Since the momentous news, millions of Africans have poured out their heartfelt thanks and praise.

“Thank you so much, Haley,” said Democratic Republic of Congo citizen, Grace Ladumba, who no longer needs fear being murdered in a civil war caused in part by the external meddling of foreign interest groups thanks to young Smith’s tireless efforts to dig a well and play soccer with fly-covered five-year-olds. “You know, we see America in such turmoil because of the brutal, dictatorial police force there – perhaps we should return the favour and send some of our young adults to save your people?”

And despite this massive outpouring of appreciation, Smith remains humble.

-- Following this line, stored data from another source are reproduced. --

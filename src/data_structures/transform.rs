//! Object transformations.
//!
//! A [`Transform`] places an object in the world: scale first, then rotate
//! (Euler angles in degrees), then translate. The demos animate these values
//! every frame and turn them into matrices right before drawing.

use cgmath::{Deg, Matrix3, Matrix4, SquareMatrix, Vector3};

/// Translation, rotation (degrees around x, y and z) and scale of an object.
#[derive(Copy, Clone, Debug, PartialEq)]
pub struct Transform {
    pub translation: Vector3<f32>,
    pub rotation: Vector3<f32>,
    pub scale: Vector3<f32>,
}

impl Transform {
    /// Identity transformation (no move, rotate, or scale).
    pub fn new() -> Self {
        Self {
            translation: Vector3::new(0.0, 0.0, 0.0),
            rotation: Vector3::new(0.0, 0.0, 0.0),
            scale: Vector3::new(1.0, 1.0, 1.0),
        }
    }

    pub fn with_scale(mut self, scale: f32) -> Self {
        self.scale = Vector3::new(scale, scale, scale);
        self
    }

    pub fn with_rotation(mut self, rotation: Vector3<f32>) -> Self {
        self.rotation = rotation;
        self
    }

    /// `Rx * Rz * Ry`, i.e. y is applied first and x last.
    pub fn rotation_matrix(&self) -> Matrix3<f32> {
        Matrix3::from_angle_x(Deg(self.rotation.x))
            * Matrix3::from_angle_z(Deg(self.rotation.z))
            * Matrix3::from_angle_y(Deg(self.rotation.y))
    }

    pub fn to_matrix(&self) -> Matrix4<f32> {
        Matrix4::from_translation(self.translation)
            * Matrix4::from(self.rotation_matrix())
            * Matrix4::from_nonuniform_scale(self.scale.x, self.scale.y, self.scale.z)
    }

    /// Inverse transpose of the upper 3x3 of [`to_matrix`](Self::to_matrix).
    ///
    /// For `R * S` this is `R * S^-1`. Axes with a zero scale are flattened and
    /// contribute nothing.
    pub fn normal_matrix(&self) -> Matrix3<f32> {
        let inv = |s: f32| if s == 0.0 { 0.0 } else { 1.0 / s };
        self.rotation_matrix()
            * Matrix3::from_diagonal(Vector3::new(
                inv(self.scale.x),
                inv(self.scale.y),
                inv(self.scale.z),
            ))
    }

    pub fn to_raw(&self) -> TransformRaw {
        TransformRaw {
            model: self.to_matrix().into(),
            normal: padded(self.normal_matrix()),
        }
    }
}

impl Default for Transform {
    fn default() -> Self {
        Self::new()
    }
}

impl From<Vector3<f32>> for Transform {
    fn from(translation: Vector3<f32>) -> Self {
        Transform {
            translation,
            ..Default::default()
        }
    }
}

/// Columns of `m` padded to `vec4`, as WGSL lays out a `mat3x3<f32>`.
pub fn padded(m: Matrix3<f32>) -> [[f32; 4]; 3] {
    [m.x.extend(0.0).into(), m.y.extend(0.0).into(), m.z.extend(0.0).into()]
}

/**
 * The raw transform is what the shaders see. WGSL pads every mat3x3 column to
 * 16 bytes, so the normal matrix is stored as three vec4 columns.
 */
#[repr(C)]
#[derive(Debug, Copy, Clone, PartialEq, bytemuck::Pod, bytemuck::Zeroable)]
pub struct TransformRaw {
    pub model: [[f32; 4]; 4],
    pub normal: [[f32; 4]; 3],
}

#[cfg(test)]
mod tests {
    use super::*;
    use approx::assert_relative_eq;
    use cgmath::{InnerSpace, Matrix, Vector4};

    fn assert_close<const N: usize>(actual: [f32; N], expected: [f32; N]) {
        for (a, e) in actual.iter().zip(expected) {
            assert_relative_eq!(*a, e, epsilon = 1e-5);
        }
    }

    #[test]
    fn identity_leaves_points_untouched() {
        let p = Vector4::new(0.3, -0.2, 0.7, 1.0);
        assert_eq!(Transform::new().to_matrix() * p, p);
    }

    #[test]
    fn scale_rotate_translate_order() {
        let transform = Transform {
            translation: Vector3::new(1.0, 0.0, 0.0),
            rotation: Vector3::new(0.0, 90.0, 0.0),
            scale: Vector3::new(2.0, 2.0, 2.0),
        };
        // (1,0,0) -> scaled (2,0,0) -> rotated about y (0,0,-2) -> moved (1,0,-2)
        let p = transform.to_matrix() * Vector4::new(1.0, 0.0, 0.0, 1.0);
        assert_close(p.into(), [1.0, 0.0, -2.0, 1.0]);
    }

    #[test]
    fn y_rotation_is_applied_before_x() {
        let transform = Transform::new().with_rotation(Vector3::new(90.0, 90.0, 0.0));
        // Ry maps +x to -z, then Rx maps -z to +y.
        let v = transform.rotation_matrix() * Vector3::new(1.0, 0.0, 0.0);
        assert_close(v.into(), [0.0, 1.0, 0.0]);
    }

    #[test]
    fn normal_matrix_is_inverse_transpose() {
        let transform = Transform {
            translation: Vector3::new(3.0, -1.0, 2.0),
            rotation: Vector3::new(20.0, 45.0, -10.0),
            scale: Vector3::new(1.0, 2.0, 0.5),
        };
        let m = transform.to_matrix();
        let upper = Matrix3::from_cols(m.x.truncate(), m.y.truncate(), m.z.truncate());
        let expected = upper.invert().map(|inv| inv.transpose()).unwrap();
        let actual: [[f32; 3]; 3] = transform.normal_matrix().into();
        let expected: [[f32; 3]; 3] = expected.into();
        for (a, e) in actual.into_iter().zip(expected) {
            assert_close(a, e);
        }
    }

    #[test]
    fn normals_stay_perpendicular_under_non_uniform_scale() {
        let transform = Transform {
            scale: Vector3::new(3.0, 1.0, 1.0),
            ..Default::default()
        };
        // A surface spanned by (1,1,0) and (0,0,1) has normal (1,-1,0).
        let tangent = (transform.to_matrix() * Vector4::new(1.0, 1.0, 0.0, 0.0)).truncate();
        let normal = transform.normal_matrix() * Vector3::new(1.0, -1.0, 0.0);
        assert_relative_eq!(tangent.dot(normal), 0.0, epsilon = 1e-6);
    }
}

“Really, it’s the people of the beautiful country of Africa that I should thank,” she said. “They have profoundly affected me for the rest of my life: I can safely say that, no matter where my future will take me, my Facebook profile picture will never be the same again.”

Saturday, September 5, 2015

New diet induces rage, irritability in just three days

Scientists are in awe today, after dieticians revealed a brand new diet that produces deep anger, stress and irritability in record time.

The new diet, which is taking the world by storm, is revolutionary, far suppassing other competing food fads when it comes to turning human beings from normal, reasonable people into weight-obsessed, sleep-deprived, easily infuriated pricks.

Really, there’s nothing else like it,” said head doctor at the Centre for Food and Nutrition, Dr Jake Banting. “When it comes to creating a deep, burning hunger that eats all the way to the core of your being, slowly driving you into a dark, awful madness where every human being just pisses you off as soon as they open their faceholes, then no other diet is better.”

The simple juice diet – consisting of just a combination of lemon, chilli and fresh herbs - works quickly to help your body lose that unwanted extra contentment that you can just feel hanging on you.

“With just one sip of the stuff, you’ll feel immediate results,” said Banting. “That juice hits your belly, and you can almost instantly feel yourself become as bitter and sour as the very juice you’re drinking.”

However, some doctors have issued a caution to the public, saying that this crazy new diet may have some unintended side effects and results.

“Unfortunately, the juice diet does have the same negative, unwanted side-effects that all these diet plans have,” said chief researcher at the Medical Advisory Board, Selina Druggs, “such as minor weight loss and a tiny decrease in visible bodymass.”

Despite this, she says interested dieters shouldn’t be too worried.

“Some people might be scared that they’ll lose a few pounds on their journey to becoming a crabby bitch,” she said, “but really, the loss is so small it’s almost negligible.”